Ils sont nécessaires
et brillent comme des phares
dans une nuit sans lune.
Celles et ceux d’entre vous qui me lisent régulièrement connaissent mon amour pour le poète et romancier islandais Jón Kalman Stefánsson. De lui j’ai tout lu, tout entendu, tout dévoré.
Mais j’ai été prise, il y a peu, d’une envie de le remettre sous mes yeux. Une envie irrépressible. Parce que l’hiver venant, il me faut du nord voyez-vous, des fjords, du café et des vents violents. Des champs de lave et des tempêtes de neige, c’est ainsi je n’y peux rien. Son prochain roman n’étant prévu qu’en mars, il me fallait bien trouver autre chose. Alors j’ai retiré Ásta de son étagère et me suis replongée dedans. Et figurez-vous que c’est un tout autre texte que j’ai redécouvert. Tout aussi merveilleux que celui de ma première lecture, mais autrement plus grandiose encore. Car si ma première lecture l’avait consacré comme le roman du temps qui passe, troublée comme je l’avais été par cette narration si particulière, la deuxième fut celle de l’amour dans toutes ces acceptions, depuis l’incapacité d’aimer jusqu’au désir le plus immense.
*
Reykjavik, au début des années 50. Sigvaldi et Helga décident de nommer leur deuxième fille Ásta, d’après une grande héroïne de la littérature islandaise. Un prénom signifiant – à une lettre près – amour en islandais qui ne peut que porter chance à leur fille… Des années plus tard, Sigvaldi tombe d’une échelle et se remémore toute son existence : il n’a pas été un père à la hauteur, et la vie d’Ásta n’a pas tenu cette promesse de bonheur.

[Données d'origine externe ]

impl H264Dpb {
    /// 创建空 DPB, 容量在 `configure()` 后生效
    pub fn new() -> Self {
        Self {
            arena: PictureArena::new(),
            pictures: Vec::new(),
            max_frames: 1,
            max_num_ref_frames: 1,
            max_frame_num: 16,
            max_long_term_frame_idx: None,
            last_field: None,
            missing_reference_warnings: 0,
        }
    }

    /// 按 SPS 设置容量与 frame_num 范围
    pub fn configure(&mut self, sps: &Sps) {
        self.max_frames = max_dec_frame_buffering(sps);
        self.max_num_ref_frames = sps.max_num_ref_frames;
        self.max_frame_num = sps.max_frame_num();
        debug!(
            "H264: DPB 配置 max_frames={}, max_num_ref_frames={}, max_frame_num={}",
            self.max_frames, self.max_num_ref_frames, self.max_frame_num
        );
    }

    /// DPB 容量 (帧)
    pub fn capacity(&self) -> usize {
        self.max_frames
    }

    /// 当前条目数
    pub fn len(&self) -> usize {
        self.pictures.len()
    }

    /// 是否为空
    pub fn is_empty(&self) -> bool {
        self.pictures.is_empty()
    }

    /// 按 POC 顺序遍历条目
    pub fn iter(&self) -> impl Iterator<Item = &H264Picture> {
        self.pictures.iter().filter_map(|&id| self.arena.get(id))
    }

    /// 按索引访问条目
    pub fn get(&self, id: PicId) -> Option<&H264Picture> {
        self.arena.get(id)
    }

    /// 当前参考图像数 (帧或场对计一次)
    pub fn num_references(&self) -> usize {
        self.iter().filter(|pic| pic.is_reference()).count()
    }

    /// 查找可与当前场配对的第一场
    ///
    /// 条件: 最近插入的条目是相反奇偶性的单场、frame_num 相同、参考属性一致.
    pub fn find_first_field(&self, frame_num: u32, parity: FieldMask, nal_ref: bool) -> Option<PicId> {
        if !parity.is_field() {
            return None;
        }
        let id = self.last_field?;
        let first = self.arena.get(id)?;
        let paired = first.fields.is_field()
            && first.fields == parity.opposite()
            && first.frame_num == frame_num
            && first.nal_ref == nal_ref
            && !first.non_existing;
        paired.then_some(id)
    }

    // ============================================================
    // 存储与输出
    // ============================================================

    /// 标记参考并存入当前图像 (C.4.4 / C.4.5)
    ///
    /// 第二场并入第一场的条目, 不占用新的容量.
    pub fn add(
        &mut self,
        mut pic: H264Picture,
        marking: &DecRefPicMarking,
        sink: &mut dyn OutputSink,
    ) -> HwdecResult<()> {
        let first_field = self.find_first_field(pic.frame_num, pic.fields, pic.nal_ref);

        self.mark_current(&mut pic, marking, first_field);

        if first_field.is_none() && (pic.idr || pic.mmco5) {
            if pic.idr && marking.no_output_of_prior_pics {
                debug!("H264: no_output_of_prior_pics, 丢弃 {} 幅图像", self.pictures.len());
                self.clear();
            } else {
                self.flush(sink);
            }
        } else {
            self.remove_unused();
        }

        if let Some(first_id) = first_field {
            self.merge_second_field(first_id, pic);
            return Ok(());
        }

        if pic.is_reference() || !pic.is_complete_frame() {
            // C.4.5.1: 参考图像 (以及非参考第一场) 必须入库
            while self.pictures.len() >= self.max_frames {
                if !self.bump(sink) {
                    return Err(HwdecError::DpbFull(format!(
                        "H264: DPB 已满且无待输出图像, size={}",
                        self.pictures.len()
                    )));
                }
            }
        } else {
            // C.4.5.2: 非参考帧, 若自身 POC 最小则直接输出
            while self.pictures.len() >= self.max_frames {
                let has_earlier = self
                    .iter()
                    .any(|other| other.output_needed && other.poc < pic.poc);
                if !has_earlier {
                    self.output_directly(&pic, sink);
                    return Ok(());
                }
                self.bump(sink);
            }
        }

        pic.output_needed = !pic.non_existing;
        self.insert(pic);
        Ok(())
    }

    /// 存入 frame_num 间隙合成的 "不存在" 帧, 执行滑动窗口标记
    pub fn add_non_existing(&mut self, mut pic: H264Picture, sink: &mut dyn OutputSink) -> HwdecResult<()> {
        self.sliding_window(pic.frame_num);
        pic.short_term = FieldMask::FRAME;
        self.remove_unused();
        while self.pictures.len() >= self.max_frames {
            if !self.bump(sink) {
                return Err(HwdecError::DpbFull(format!(
                    "H264: 无法为 frame_num={} 的间隙帧腾出空间",
                    pic.frame_num
                )));
            }
        }
        self.insert(pic);
        Ok(())
    }

    /// 输出 POC 最小的待输出图像, 不再被参考时移出 DPB
    ///
    /// 没有待输出图像时返回 `false`.
    pub fn bump(&mut self, sink: &mut dyn OutputSink) -> bool {
        let Some(pos) = self
            .pictures
            .iter()
            .position(|&id| self.arena.get(id).is_some_and(|pic| pic.output_needed))
        else {
            return false;
        };

        let id = self.pictures[pos];
        let Some(pic) = self.arena.get_mut(id) else {
            return false;
        };
        pic.output_needed = false;
        if let Some(surface) = pic.surface.clone() {
            debug!("H264: 输出 poc={}, frame_num={}", pic.poc, pic.frame_num);
            sink.output(DecodedPicture {
                surface,
                poc: pic.poc,
                timestamp: pic.timestamp,
            });
        }
        if !pic.is_reference() {
            self.remove_at(pos);
        }
        true
    }

    /// 输出全部待输出图像并清空 DPB
    pub fn flush(&mut self, sink: &mut dyn OutputSink) {
        while self.bump(sink) {}
        self.clear();
    }

    /// 不输出, 直接清空 DPB
    ///
    /// MaxLongTermFrameIdx 由当前 IDR 的标记决定, 不随之清除.
    pub fn clear(&mut self) {
        self.arena.clear();
        self.pictures.clear();
        self.last_field = None;
    }

    /// 清空 DPB 并复位长期参考上限, 用于解码器重启
    pub fn reset(&mut self) {
        self.clear();
        self.max_long_term_frame_idx = None;
    }

    /// 移除既不参考也不待输出的条目
    pub fn remove_unused(&mut self) {
        let mut pos = 0;
        while pos < self.pictures.len() {
            let keep = self
                .arena
                .get(self.pictures[pos])
                .is_some_and(|pic| pic.output_needed || pic.is_reference());
            if keep {
                pos += 1;
            } else {
                self.remove_at(pos);
            }
        }
    }

    /// DPB 中全部参考图像 (提交加速器用)
    pub fn references(&self) -> Vec<ReferenceEntry> {
        self.iter()
            .filter(|pic| pic.is_reference())
            .filter_map(|pic| {
                let surface = pic.surface.as_ref()?;
                Some(ReferenceEntry {
                    surface: surface.id(),
                    poc: pic.poc,
                    long_term: !pic.long_term.is_empty(),
                    structure: pic.fields.structure(),
                })
            })
            .collect()
    }

    fn output_directly(&self, pic: &H264Picture, sink: &mut dyn OutputSink) {
        if let Some(surface) = pic.surface.clone() {
            debug!("H264: 非参考帧直接输出 poc={}", pic.poc);
            sink.output(DecodedPicture {
                surface,
                poc: pic.poc,
                timestamp: pic.timestamp,
            });
        }
    }

    fn insert(&mut self, pic: H264Picture) {
        let poc = pic.poc;
        let single_field = pic.fields.is_field();
        let id = self.arena.insert(pic);
        self.insert_sorted(id, poc);
        self.last_field = single_field.then_some(id);
    }

    fn insert_sorted(&mut self, id: PicId, poc: i32) {
        let arena = &self.arena;
        let pos = self
            .pictures
            .partition_point(|&other| arena.get(other).is_some_and(|pic| pic.poc <= poc));
        self.pictures.insert(pos, id);
    }

    fn merge_second_field(&mut self, first_id: PicId, second: H264Picture) {
        let Some(first) = self.arena.get_mut(first_id) else {
            return;
        };
        first.fields |= second.fields;
        if second.fields == FieldMask::TOP {
            first.top_poc = second.top_poc;
        } else {
            first.bottom_poc = second.bottom_poc;
        }
        first.short_term |= second.short_term;
        first.long_term |= second.long_term;
        if !second.long_term.is_empty() {
            first.long_term_frame_idx = second.long_term_frame_idx;
        }
        first.update_poc();
        let poc = first.poc;
        debug!("H264: 第二场并入 frame_num={}, poc={}", first.frame_num, poc);

        // POC 可能变小, 重新定位
        self.pictures.retain(|&id| id != first_id);
        self.insert_sorted(first_id, poc);
        self.last_field = None;
    }

    fn remove_at(&mut self, pos: usize) {
        let id = self.pictures.remove(pos);
        if self.last_field == Some(id) {
            self.last_field = None;
        }
        self.arena.remove(id);
    }

    pub(super) fn record_missing_reference(&mut self, scene: &str, value: i32) {
        self.missing_reference_warnings = self.missing_reference_warnings.saturating_add(1);
        if self.missing_reference_warnings <= MISSING_REFERENCE_LOG_LIMIT {
            warn!("H264: 缺失参考图像, scene={}, value={}, 已跳过", scene, value);
        } else if self.missing_reference_warnings == MISSING_REFERENCE_LOG_LIMIT + 1 {
            warn!("H264: 缺失参考图像日志过多, 后续同类日志省略");
        }
    }
}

Jón Kalman Stefánsson enjambe les époques et les pays pour nous raconter l’urgence autant que l’impossibilité d’aimer. À travers l’histoire de Sigvaldi et d’Helga puis, une génération plus tard, celle d’Ásta et de Jósef, il nous offre un superbe roman, lyrique et charnel, sur des sentiments plus grands que nous, et des vies qui s’enlisent malgré notre inlassable quête du bonheur.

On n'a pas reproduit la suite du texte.